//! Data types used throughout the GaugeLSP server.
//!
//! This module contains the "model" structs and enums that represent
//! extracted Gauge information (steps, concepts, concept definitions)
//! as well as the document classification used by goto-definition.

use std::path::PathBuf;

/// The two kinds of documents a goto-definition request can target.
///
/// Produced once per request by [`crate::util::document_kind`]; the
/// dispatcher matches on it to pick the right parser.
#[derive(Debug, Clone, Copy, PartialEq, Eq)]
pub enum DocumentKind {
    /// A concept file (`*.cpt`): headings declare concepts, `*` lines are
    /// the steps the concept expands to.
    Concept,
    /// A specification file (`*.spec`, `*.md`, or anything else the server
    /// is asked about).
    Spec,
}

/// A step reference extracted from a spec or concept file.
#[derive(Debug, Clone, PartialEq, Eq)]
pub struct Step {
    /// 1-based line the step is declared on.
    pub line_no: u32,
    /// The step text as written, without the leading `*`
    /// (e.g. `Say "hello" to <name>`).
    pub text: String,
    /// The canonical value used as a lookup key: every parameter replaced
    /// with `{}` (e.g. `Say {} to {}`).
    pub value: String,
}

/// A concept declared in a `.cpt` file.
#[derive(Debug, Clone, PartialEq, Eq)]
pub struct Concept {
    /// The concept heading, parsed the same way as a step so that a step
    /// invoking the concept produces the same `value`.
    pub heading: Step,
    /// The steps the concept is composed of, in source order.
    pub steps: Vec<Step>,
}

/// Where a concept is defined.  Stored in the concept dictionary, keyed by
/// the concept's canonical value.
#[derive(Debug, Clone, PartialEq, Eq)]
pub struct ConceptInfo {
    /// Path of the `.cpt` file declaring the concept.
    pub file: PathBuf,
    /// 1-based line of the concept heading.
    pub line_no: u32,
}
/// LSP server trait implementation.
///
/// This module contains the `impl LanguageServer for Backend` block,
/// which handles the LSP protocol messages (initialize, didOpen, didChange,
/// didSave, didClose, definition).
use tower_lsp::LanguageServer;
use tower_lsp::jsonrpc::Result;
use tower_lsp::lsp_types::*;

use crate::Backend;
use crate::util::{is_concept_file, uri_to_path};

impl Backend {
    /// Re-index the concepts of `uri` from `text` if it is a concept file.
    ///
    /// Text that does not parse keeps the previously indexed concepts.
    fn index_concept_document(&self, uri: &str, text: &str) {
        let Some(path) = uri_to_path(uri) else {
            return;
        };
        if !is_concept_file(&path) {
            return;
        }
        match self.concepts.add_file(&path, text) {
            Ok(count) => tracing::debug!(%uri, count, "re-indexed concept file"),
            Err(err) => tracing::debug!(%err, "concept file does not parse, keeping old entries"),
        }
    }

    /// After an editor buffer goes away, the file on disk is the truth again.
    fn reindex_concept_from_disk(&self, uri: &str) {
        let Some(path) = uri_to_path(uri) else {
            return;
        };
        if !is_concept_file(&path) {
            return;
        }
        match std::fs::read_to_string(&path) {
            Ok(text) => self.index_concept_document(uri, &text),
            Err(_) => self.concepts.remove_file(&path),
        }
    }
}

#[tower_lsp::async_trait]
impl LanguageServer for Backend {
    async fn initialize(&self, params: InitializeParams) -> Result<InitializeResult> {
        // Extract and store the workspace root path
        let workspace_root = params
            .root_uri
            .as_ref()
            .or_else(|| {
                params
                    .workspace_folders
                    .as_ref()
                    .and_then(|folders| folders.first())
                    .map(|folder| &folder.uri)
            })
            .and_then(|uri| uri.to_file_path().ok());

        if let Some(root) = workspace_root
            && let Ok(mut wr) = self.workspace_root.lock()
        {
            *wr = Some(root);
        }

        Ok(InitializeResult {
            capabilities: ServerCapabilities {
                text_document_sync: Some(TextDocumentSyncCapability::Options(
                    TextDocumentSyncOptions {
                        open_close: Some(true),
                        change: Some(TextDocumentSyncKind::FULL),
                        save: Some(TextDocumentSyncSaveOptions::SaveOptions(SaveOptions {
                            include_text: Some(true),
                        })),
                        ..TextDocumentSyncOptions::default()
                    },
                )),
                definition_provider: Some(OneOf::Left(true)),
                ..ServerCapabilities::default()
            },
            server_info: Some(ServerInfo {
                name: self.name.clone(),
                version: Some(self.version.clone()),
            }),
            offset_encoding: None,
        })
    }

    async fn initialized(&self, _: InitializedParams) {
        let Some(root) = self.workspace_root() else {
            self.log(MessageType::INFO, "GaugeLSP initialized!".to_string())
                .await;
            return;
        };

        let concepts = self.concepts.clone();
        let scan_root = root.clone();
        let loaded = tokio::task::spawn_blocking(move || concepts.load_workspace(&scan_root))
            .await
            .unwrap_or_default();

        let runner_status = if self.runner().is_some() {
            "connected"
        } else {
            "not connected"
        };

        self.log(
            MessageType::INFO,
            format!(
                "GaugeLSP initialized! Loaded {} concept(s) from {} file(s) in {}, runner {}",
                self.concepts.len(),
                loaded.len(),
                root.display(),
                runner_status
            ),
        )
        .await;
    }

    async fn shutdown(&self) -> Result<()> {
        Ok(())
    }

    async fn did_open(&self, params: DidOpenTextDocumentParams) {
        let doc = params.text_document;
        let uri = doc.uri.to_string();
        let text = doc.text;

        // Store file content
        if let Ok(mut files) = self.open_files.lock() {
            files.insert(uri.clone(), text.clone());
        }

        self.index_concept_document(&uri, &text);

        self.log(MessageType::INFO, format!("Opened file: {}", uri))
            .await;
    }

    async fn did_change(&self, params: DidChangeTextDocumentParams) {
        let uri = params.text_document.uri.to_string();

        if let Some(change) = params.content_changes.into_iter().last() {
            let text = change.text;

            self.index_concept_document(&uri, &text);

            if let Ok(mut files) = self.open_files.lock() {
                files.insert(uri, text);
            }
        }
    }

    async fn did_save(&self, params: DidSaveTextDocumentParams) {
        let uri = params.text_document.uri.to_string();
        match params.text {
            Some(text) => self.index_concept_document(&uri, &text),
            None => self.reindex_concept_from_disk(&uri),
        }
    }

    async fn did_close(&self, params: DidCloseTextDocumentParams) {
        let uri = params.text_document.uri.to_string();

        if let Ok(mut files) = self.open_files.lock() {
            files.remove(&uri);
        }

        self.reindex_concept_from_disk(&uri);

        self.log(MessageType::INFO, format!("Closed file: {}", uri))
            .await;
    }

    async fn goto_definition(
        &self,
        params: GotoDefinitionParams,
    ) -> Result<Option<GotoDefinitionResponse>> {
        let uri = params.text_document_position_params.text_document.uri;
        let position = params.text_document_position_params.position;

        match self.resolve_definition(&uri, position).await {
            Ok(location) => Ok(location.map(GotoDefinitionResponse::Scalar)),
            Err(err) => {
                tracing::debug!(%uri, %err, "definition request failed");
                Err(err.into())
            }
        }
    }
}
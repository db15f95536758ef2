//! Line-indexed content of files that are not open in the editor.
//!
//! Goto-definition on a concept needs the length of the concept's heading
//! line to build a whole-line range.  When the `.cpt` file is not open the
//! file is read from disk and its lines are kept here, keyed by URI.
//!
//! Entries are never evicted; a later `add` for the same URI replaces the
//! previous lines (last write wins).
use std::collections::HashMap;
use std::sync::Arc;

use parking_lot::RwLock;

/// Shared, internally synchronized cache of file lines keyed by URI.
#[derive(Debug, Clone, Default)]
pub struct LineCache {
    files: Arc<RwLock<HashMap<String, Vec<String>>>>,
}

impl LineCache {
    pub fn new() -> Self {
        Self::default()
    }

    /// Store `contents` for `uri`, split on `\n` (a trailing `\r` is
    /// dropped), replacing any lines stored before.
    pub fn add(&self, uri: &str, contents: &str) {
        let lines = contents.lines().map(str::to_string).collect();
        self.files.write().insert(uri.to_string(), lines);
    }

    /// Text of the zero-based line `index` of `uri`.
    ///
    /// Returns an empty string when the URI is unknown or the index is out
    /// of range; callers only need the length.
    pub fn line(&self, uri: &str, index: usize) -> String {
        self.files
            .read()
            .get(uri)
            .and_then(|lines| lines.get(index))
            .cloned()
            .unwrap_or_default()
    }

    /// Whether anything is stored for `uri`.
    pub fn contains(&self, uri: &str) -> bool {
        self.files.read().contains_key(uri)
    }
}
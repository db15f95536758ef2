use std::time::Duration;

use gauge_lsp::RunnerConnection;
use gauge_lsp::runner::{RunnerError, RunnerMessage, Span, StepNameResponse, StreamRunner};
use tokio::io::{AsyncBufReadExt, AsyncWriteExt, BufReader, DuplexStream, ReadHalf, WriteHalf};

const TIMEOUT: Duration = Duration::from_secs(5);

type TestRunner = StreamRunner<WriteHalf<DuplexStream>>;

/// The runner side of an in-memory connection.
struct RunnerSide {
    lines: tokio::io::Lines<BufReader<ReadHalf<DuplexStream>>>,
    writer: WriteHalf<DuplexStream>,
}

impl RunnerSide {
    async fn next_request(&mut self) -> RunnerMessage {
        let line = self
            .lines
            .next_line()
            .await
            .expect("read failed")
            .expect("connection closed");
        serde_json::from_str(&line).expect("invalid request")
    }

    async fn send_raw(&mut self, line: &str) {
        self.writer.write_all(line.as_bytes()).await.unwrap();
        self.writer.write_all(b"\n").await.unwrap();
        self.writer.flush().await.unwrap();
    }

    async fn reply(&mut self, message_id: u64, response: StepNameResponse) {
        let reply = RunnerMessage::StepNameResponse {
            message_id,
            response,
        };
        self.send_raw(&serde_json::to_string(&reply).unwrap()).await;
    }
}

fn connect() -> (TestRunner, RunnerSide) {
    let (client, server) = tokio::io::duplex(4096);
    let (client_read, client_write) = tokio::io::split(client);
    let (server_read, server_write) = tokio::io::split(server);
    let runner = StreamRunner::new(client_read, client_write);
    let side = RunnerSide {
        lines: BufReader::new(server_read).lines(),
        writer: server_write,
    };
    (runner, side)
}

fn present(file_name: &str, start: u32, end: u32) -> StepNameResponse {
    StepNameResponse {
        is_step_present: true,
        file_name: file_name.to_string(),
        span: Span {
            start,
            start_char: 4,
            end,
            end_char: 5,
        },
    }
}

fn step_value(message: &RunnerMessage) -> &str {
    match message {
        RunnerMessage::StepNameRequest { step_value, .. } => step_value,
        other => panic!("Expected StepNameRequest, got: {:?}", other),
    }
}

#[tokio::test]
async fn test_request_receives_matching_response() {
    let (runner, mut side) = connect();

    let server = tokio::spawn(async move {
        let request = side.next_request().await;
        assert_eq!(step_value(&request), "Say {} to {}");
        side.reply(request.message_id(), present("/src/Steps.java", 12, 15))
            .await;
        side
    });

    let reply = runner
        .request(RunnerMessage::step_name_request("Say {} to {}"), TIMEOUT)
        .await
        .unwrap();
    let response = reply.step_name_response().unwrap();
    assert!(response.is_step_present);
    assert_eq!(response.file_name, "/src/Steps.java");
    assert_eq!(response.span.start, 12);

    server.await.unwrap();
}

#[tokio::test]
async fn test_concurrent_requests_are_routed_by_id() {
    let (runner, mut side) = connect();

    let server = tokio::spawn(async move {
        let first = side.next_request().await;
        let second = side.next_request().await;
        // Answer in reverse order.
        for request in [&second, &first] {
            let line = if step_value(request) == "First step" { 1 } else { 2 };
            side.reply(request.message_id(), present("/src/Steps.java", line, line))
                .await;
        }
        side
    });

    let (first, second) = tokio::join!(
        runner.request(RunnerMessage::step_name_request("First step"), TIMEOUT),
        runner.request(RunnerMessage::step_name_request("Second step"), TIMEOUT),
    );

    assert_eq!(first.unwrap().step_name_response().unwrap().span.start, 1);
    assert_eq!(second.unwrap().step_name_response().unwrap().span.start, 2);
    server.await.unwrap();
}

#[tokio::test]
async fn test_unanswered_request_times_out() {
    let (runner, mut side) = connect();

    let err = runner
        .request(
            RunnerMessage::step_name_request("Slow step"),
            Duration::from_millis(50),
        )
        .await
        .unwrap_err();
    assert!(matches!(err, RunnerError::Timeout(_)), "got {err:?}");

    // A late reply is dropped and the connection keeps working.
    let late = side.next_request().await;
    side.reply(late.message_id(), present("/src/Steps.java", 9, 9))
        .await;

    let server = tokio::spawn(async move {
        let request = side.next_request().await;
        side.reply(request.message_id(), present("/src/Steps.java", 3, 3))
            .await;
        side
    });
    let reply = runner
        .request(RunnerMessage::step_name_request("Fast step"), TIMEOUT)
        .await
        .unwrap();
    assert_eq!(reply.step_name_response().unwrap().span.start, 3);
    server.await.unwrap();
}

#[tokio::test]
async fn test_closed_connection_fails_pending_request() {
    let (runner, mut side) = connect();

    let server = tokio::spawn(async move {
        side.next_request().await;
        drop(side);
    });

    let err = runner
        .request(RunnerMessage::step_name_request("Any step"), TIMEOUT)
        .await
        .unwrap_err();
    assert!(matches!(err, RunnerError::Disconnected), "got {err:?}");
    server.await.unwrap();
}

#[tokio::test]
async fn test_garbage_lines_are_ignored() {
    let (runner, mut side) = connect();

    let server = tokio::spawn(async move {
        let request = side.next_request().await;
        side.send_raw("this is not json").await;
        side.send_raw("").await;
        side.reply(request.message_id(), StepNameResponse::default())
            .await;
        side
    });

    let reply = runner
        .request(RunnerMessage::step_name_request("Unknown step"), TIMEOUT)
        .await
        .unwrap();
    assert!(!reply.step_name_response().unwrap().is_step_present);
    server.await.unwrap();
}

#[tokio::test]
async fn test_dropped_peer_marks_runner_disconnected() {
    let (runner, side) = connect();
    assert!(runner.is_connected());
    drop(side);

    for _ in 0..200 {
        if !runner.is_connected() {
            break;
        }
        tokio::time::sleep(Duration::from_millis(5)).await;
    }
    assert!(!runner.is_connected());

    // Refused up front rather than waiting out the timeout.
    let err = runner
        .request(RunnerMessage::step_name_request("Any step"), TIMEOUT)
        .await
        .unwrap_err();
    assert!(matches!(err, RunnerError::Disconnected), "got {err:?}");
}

^^^^^^^^

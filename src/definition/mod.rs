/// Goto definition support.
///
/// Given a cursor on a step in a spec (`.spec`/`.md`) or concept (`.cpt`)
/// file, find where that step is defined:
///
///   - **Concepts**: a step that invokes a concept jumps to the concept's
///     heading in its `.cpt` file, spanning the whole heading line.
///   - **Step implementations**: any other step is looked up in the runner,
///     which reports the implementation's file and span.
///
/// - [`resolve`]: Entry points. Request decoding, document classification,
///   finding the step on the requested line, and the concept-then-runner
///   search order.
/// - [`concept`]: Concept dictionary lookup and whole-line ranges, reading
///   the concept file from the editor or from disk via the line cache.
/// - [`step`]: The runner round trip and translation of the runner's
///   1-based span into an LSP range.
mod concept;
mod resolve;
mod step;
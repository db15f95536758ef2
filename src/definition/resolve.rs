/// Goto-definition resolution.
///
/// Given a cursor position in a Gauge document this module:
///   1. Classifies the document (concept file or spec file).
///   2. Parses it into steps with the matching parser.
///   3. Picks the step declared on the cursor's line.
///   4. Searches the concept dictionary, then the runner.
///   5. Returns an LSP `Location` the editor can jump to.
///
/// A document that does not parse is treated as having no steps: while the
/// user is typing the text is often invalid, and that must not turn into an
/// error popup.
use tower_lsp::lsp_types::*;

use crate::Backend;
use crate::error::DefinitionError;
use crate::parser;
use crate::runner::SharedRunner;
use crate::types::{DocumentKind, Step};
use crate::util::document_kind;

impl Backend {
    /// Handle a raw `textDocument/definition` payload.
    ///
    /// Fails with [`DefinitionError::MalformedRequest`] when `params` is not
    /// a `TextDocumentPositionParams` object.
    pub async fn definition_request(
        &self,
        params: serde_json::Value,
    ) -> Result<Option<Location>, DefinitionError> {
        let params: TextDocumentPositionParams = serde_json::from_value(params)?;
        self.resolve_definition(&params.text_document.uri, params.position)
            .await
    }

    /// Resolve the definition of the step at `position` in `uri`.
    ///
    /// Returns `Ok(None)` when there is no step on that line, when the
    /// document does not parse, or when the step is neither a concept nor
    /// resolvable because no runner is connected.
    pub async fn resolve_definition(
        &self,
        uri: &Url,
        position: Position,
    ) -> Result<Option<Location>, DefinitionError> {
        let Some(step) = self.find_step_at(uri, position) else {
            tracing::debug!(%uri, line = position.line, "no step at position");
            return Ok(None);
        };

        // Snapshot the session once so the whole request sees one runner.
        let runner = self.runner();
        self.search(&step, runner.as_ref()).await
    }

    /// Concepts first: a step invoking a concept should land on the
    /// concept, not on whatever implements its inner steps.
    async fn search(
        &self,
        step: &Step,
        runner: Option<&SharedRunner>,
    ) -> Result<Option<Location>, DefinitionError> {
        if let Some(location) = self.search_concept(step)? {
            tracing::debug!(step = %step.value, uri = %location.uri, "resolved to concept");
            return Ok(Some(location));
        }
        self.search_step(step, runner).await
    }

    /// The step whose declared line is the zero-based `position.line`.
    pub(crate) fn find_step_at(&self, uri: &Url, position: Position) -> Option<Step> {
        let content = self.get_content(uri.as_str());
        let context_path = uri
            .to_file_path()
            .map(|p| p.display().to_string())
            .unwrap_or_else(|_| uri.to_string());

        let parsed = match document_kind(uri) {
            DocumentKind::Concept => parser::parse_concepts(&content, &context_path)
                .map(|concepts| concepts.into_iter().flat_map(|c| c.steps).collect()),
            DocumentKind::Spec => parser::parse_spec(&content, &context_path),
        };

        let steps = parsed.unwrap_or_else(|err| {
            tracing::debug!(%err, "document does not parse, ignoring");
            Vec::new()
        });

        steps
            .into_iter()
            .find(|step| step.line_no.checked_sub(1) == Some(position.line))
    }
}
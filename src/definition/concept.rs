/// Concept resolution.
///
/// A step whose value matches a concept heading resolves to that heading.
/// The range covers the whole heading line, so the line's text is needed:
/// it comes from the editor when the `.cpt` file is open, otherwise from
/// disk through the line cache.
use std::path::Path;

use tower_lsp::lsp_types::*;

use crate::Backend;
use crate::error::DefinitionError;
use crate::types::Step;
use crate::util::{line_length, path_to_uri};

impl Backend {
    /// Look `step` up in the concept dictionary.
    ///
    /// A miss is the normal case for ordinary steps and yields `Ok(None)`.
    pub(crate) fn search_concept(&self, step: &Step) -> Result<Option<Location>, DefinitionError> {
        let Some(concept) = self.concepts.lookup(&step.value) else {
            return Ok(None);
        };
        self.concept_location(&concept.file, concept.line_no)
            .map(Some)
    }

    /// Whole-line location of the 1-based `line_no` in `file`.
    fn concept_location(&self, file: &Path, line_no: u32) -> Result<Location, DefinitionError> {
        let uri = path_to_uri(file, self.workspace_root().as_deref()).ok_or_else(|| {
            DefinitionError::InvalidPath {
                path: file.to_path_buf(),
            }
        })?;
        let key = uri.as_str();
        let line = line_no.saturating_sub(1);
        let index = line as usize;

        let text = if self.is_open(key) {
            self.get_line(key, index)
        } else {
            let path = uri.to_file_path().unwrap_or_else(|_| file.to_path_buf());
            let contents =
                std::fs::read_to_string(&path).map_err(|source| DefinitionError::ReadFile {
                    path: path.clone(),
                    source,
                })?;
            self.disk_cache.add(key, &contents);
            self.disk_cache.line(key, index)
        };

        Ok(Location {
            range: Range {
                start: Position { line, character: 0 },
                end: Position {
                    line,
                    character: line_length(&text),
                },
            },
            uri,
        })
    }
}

^^^^^^^^

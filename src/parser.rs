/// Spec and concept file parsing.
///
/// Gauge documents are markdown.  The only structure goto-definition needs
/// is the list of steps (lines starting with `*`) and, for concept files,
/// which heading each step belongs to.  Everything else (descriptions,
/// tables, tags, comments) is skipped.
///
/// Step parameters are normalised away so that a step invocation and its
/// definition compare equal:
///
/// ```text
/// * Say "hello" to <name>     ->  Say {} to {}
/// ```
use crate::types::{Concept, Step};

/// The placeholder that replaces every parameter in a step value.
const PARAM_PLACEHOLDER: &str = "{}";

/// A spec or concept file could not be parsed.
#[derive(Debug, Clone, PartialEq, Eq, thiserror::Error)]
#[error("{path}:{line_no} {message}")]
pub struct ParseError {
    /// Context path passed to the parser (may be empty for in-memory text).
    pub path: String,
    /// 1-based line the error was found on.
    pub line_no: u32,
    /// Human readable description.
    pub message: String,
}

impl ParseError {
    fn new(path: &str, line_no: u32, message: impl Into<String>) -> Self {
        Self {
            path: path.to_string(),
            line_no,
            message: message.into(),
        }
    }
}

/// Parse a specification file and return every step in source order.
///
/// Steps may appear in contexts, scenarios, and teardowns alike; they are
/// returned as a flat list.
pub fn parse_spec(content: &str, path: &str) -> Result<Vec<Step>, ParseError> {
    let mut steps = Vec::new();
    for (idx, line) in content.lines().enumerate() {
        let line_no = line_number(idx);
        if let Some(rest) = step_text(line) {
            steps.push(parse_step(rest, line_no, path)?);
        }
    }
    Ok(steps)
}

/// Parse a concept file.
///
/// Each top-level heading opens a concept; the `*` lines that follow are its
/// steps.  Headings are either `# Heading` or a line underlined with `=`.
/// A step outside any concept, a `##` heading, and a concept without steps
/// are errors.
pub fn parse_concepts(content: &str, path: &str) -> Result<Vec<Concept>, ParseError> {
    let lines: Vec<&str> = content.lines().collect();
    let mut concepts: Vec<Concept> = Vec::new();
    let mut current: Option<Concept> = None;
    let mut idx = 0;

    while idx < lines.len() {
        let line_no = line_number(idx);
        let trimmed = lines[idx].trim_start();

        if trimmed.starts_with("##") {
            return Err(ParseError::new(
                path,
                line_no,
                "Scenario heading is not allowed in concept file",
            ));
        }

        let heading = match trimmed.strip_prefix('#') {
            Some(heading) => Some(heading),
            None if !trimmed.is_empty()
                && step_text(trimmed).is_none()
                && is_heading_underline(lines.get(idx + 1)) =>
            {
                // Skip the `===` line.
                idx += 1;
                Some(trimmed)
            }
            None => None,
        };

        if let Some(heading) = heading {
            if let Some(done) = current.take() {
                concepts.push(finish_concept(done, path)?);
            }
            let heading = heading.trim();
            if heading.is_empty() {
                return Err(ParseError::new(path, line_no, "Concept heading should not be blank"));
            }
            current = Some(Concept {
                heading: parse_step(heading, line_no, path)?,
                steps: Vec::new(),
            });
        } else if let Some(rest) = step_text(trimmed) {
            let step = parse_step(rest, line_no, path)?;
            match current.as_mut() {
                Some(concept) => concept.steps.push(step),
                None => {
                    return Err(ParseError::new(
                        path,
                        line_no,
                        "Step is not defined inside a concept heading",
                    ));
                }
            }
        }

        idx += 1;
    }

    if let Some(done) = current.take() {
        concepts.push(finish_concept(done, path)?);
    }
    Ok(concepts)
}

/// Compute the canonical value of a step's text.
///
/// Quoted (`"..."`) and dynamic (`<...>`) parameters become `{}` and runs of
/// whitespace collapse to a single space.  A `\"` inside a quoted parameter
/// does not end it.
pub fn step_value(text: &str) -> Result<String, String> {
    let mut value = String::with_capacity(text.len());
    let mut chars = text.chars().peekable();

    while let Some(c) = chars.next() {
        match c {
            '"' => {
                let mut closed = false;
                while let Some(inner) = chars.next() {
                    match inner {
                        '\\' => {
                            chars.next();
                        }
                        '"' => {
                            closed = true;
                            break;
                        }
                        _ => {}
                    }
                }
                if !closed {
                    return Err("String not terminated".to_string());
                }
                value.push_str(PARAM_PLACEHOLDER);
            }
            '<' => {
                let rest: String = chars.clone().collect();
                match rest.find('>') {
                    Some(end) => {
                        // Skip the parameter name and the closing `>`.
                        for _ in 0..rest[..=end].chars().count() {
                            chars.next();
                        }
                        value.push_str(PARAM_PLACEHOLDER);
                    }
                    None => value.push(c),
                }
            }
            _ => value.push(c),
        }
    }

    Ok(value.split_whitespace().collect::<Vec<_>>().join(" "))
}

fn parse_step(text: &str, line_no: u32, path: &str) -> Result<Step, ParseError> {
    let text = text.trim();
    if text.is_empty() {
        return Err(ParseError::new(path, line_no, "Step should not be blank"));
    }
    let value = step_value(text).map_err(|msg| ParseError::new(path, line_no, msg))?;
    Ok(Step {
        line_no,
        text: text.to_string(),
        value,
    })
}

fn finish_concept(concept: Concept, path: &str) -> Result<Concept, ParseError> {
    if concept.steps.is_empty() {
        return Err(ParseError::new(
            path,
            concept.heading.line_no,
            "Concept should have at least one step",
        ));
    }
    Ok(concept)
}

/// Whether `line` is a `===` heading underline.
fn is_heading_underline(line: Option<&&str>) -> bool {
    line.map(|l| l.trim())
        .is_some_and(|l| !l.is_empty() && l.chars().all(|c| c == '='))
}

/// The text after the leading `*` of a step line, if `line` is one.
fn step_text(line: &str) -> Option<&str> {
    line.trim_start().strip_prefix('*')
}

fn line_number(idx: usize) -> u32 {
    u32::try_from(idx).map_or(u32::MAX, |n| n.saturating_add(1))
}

^^^^^^^^

Show every line above where "trimmed" is found.

        let trimmed = lines[idx].trim_start();
        if trimmed.starts_with("##") {
        let heading = match trimmed.strip_prefix('#') {
            None if !trimmed.is_empty()
                && step_text(trimmed).is_none()
                Some(trimmed)
        } else if let Some(rest) = step_text(trimmed) {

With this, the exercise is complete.